La retorica del governo ungherese di Viktor Orbán considera prioritarie le politiche di incremento demografico. Non a caso il premier ha definito nei giorni scorsi «strategiche», per il paese, le cliniche della fertilità. Un settore che ha il compito di promuovere l’agenda natalista del suo governo e far crescere la popolazione ungherese offrendo trattamenti gratuiti di gravidanza assistita. Nel corso della conferenza stampa di inizio anno, il primo ministro ha affermato che le pratiche relative alla fecondazione in vitro saranno disponibili per tutte le donne a partire dal mese prossimo.

Queste dichiarazioni seguono la nazionalizzazione, da parte dell’esecutivo, di sei cliniche private della fertilità, che sarebbe avvenuta a dicembre. «Abbiamo acquistato le aziende attive su questo fronte», ha detto Orbán chiarendo che il settore in questione è diventato quasi un «monopolio di stato» e suggerendo agli investitori privati di starne alla larga in quanto «non ci saranno permessi per loro».

In particolare da quando, nel 2015, centinaia di migliaia di rifugiati siriani sono fuggiti dal loro paese dilaniato dalla guerra, Orbán ha intensificato la propaganda anti-immigrazione e reso prioritario l’obiettivo di aumentare il tasso di natalità che in Ungheria, paese di 9.800.000 abitanti, risulta assai in calo. L’intento è quello di ribaltare le proiezioni che prevedono un’ulteriore decremento della popolazione ungherese che, entro il 2050, potrebbe essere di 8.300.000 persone.

Situazione per la quale, secondo la retorica governativa, il paese non può permettersi di accettare comportamenti sessuali «devianti» e non funzionali alla procreazione. Anche per questo, negli ultimi tempi, il governo ha preso a scoraggiare sempre più gli studi di genere aventi come oggetto specifico l’omosessualità.

È tutt’altro che secondario il fatto che l’Ungheria, nel giro di una decina d’anni, abbia vissuto una forte processo emigratorio nell’ambito del quale, secondo le stime dell’Ocse, circa un milione di ungheresi, ha lasciato il paese tra il 2008 e il 2018, contribuendo al calo demografico. Pare che il fenomeno abbia riguardato soprattutto giovani provvisti di titolo di studio e in grado di parlare lingue straniere, e portato a carenze di manodopera qualificata in terra danubiana. Stando a quanto emerge dalle statistiche dell’Onu, nel 2018 le popolazioni dei 28 stati membri dell’Ue sono diminuite di oltre un terzo, calo che ha interessato in modo più evidente i paesi dell’Europa centrale.

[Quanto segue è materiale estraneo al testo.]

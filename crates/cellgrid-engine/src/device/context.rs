use anyhow::{Context, Result};
use wgpu::SurfaceError;
use winit::dpi::PhysicalSize;
use winit::window::Window;

use super::surface;
use super::{GpuFrame, GpuInit, SurfaceErrorAction};

/// Owns wgpu core objects and the surface configuration.
///
/// This is the low-level rendering context:
/// - creates and stores Instance/Adapter/Device/Queue
/// - creates and configures the Surface (swapchain)
/// - acquires frames and provides an encoder + view for rendering
pub struct Gpu<'w> {
    /// wgpu instance used to create the adapter and surface.
    instance: wgpu::Instance,

    /// Surface bound to the window. The window must outlive the `Gpu`.
    surface: wgpu::Surface<'w>,

    /// Selected adapter.
    adapter: wgpu::Adapter,

    /// Logical device.
    device: wgpu::Device,

    /// Command queue.
    queue: wgpu::Queue,

    /// Active surface configuration.
    config: wgpu::SurfaceConfiguration,

    /// Current drawable size in physical pixels.
    size: PhysicalSize<u32>,
}

impl<'w> Gpu<'w> {
    /// Creates a GPU context bound to a window.
    ///
    /// The two awaits (adapter, device) are the only suspension points in the
    /// engine. Both failures are fatal and happen before any buffer or
    /// pipeline is created.
    pub async fn new(window: &'w Window, init: GpuInit) -> Result<Self> {
        let size = window.inner_size();
        anyhow::ensure!(size.width > 0 && size.height > 0, "window has zero size");

        // All backends, so wgpu picks the optimal platform backend.
        let instance = wgpu::Instance::new(&wgpu::InstanceDescriptor {
            backends: wgpu::Backends::all(),
            ..Default::default()
        });

        // Surface lifetime is tied to `window` via `'w`.
        let surface = instance
            .create_surface(window)
            .context("failed to create wgpu surface")?;

        let adapter = instance
            .request_adapter(&wgpu::RequestAdapterOptions {
                power_preference: wgpu::PowerPreference::HighPerformance,
                compatible_surface: Some(&surface),
                force_fallback_adapter: false,
            })
            .await
            .context("no suitable GPU adapter found")?;

        let info = adapter.get_info();
        log::info!("adapter: {} ({:?})", info.name, info.backend);

        let (device, queue) = adapter
            .request_device(&wgpu::DeviceDescriptor {
                label: Some("cellgrid device"),
                required_features: init.required_features,
                required_limits: init.required_limits,
                experimental_features: wgpu::ExperimentalFeatures::disabled(),
                memory_hints: wgpu::MemoryHints::Performance,
                trace: wgpu::Trace::Off,
            })
            .await
            .context("failed to create wgpu device/queue")?;

        let caps = surface.get_capabilities(&adapter);
        let format = surface::choose_surface_format(&caps.formats, init.prefer_srgb)
            .context("no supported surface formats")?;
        let alpha_mode = surface::choose_alpha_mode(&caps.alpha_modes, init.alpha_mode);

        let config = wgpu::SurfaceConfiguration {
            usage: wgpu::TextureUsages::RENDER_ATTACHMENT,
            format,
            width: size.width.max(1),
            height: size.height.max(1),
            present_mode: init.present_mode,
            alpha_mode,
            view_formats: vec![],
            desired_maximum_frame_latency: init.desired_maximum_frame_latency,
        };

        surface.configure(&device, &config);
        log::debug!(
            "surface configured: {}x{} {:?}",
            config.width,
            config.height,
            config.format
        );

        Ok(Self {
            instance,
            surface,
            adapter,
            device,
            queue,
            config,
            size,
        })
    }

    /// Returns the active surface format.
    pub fn surface_format(&self) -> wgpu::TextureFormat {
        self.config.format
    }

    /// Returns the current drawable size (physical pixels).
    pub fn size(&self) -> PhysicalSize<u32> {
        self.size
    }

    /// Returns a reference to the logical device.
    pub fn device(&self) -> &wgpu::Device {
        &self.device
    }

    /// Returns a reference to the command queue.
    pub fn queue(&self) -> &wgpu::Queue {
        &self.queue
    }

    /// Reconfigures the surface after a resize.
    pub fn resize(&mut self, new_size: PhysicalSize<u32>) {
        surface::apply_resize(
            &self.surface,
            &self.device,
            &mut self.config,
            &mut self.size,
            new_size,
        );
    }

    /// Acquires the next surface texture and creates an encoder.
    pub fn begin_frame(&self) -> std::result::Result<GpuFrame, SurfaceError> {
        let surface_texture = self.surface.get_current_texture()?;
        let view = surface_texture
            .texture
            .create_view(&wgpu::TextureViewDescriptor::default());

        let encoder = self
            .device
            .create_command_encoder(&wgpu::CommandEncoderDescriptor {
                label: Some("cellgrid frame encoder"),
            });

        Ok(GpuFrame {
            surface_texture,
            view,
            encoder,
        })
    }

    /// Submits the recorded commands for the given frame.
    ///
    /// Submission is fire-and-forget; presentation occurs when the surface
    /// texture is dropped after submit.
    pub fn submit(&self, frame: GpuFrame) {
        self.queue.submit(std::iter::once(frame.encoder.finish()));
        drop(frame.view);
        drop(frame.surface_texture);
    }

    /// Converts a `SurfaceError` into a higher-level action.
    pub fn handle_surface_error(&mut self, err: SurfaceError) -> SurfaceErrorAction {
        surface::map_surface_error(&self.surface, &self.device, &self.config, self.size, err)
    }
}
//! Grid placement math.
//!
//! CPU-side mirror of the vertex-stage transform used by the grid renderer.
//! Kept free of GPU types so placement behavior is testable on its own.

mod dims;
mod placement;

pub use dims::GridDims;
pub use placement::{cell_of_instance, cell_offset, grid_position};
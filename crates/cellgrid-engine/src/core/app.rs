use winit::event::WindowEvent;
use winit::window::WindowId;

use super::ctx::FrameCtx;

/// Control directive returned by app callbacks.
#[derive(Debug, Copy, Clone, Eq, PartialEq)]
pub enum AppControl {
    Continue,
    Exit,
}

/// Application contract implemented by the binary layer.
pub trait App {
    /// Called for window events.
    fn on_window_event(&mut self, window_id: WindowId, event: &WindowEvent) -> AppControl {
        let _ = (window_id, event);
        AppControl::Continue
    }

    /// Called once per rendered frame per window.
    fn on_frame(&mut self, ctx: &mut FrameCtx<'_, '_>) -> AppControl;
}
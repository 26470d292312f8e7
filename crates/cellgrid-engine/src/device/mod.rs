//! GPU device + surface management.
//!
//! Responsibilities:
//! - create the wgpu Instance/Adapter/Device/Queue
//! - create & configure the Surface bound to a window
//! - acquire frames and provide encoders/views for rendering
//!
//! Acquisition failures (no adapter, no supported surface format) are fatal
//! and surface before any buffer or pipeline exists.

mod context;
mod error;
mod frame;
mod init;
mod surface;

pub use context::Gpu;
pub use error::SurfaceErrorAction;
pub use frame::GpuFrame;
pub use init::GpuInit;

Orbán, che nel corso della conferenza di inizio anno si è detto pronto a ricandidarsi alle elezioni del 2022, sottolinea la necessità di preservare le «radici cristiane» del paese e, circa un anno fa, ha offerto un prestito speciale alle famiglie giovani ed esentato le donne madri di quattro o più figli dall’imposta sul reddito. Il premier ha aggiunto di aver anche chiesto al ministro delle Finanze di verificare la possibilità di estendere questo trattamento alle madri provviste di prole meno numerosa, dall’inizio del prossimo anno.

Famiglia, natalità, amor patrio, valori cristiani e sovranità nazionale; la retorica di Orbán abbonda di questi riferimenti per indicare un nuovo modello europeo: quello formato da stati capaci di conservare la loro identità e liberi dalle ingerenze della «tecnocrazia di Bruxelles». A questo proposito Orbán ha affermato proprio ieri in conferenza che «il Ppe, nella sua attuale forma, non suscita l’interesse del Fidesz». Il premier avrebbe anche aggiunto di voler cambiare il Partito Popolare Europeo o di dar vita «a una nuova forza democristiana europea». Per il primo ministro di Budapest il Ppe sta perdendo consensi e modificando la sua linea in funzione liberalsocialista. «Occorre capire se avremo la forza di cambiare la linea sbagliata del Ppe o accontentarci di trovare una nuova collocazione”, ha precisato Orbán.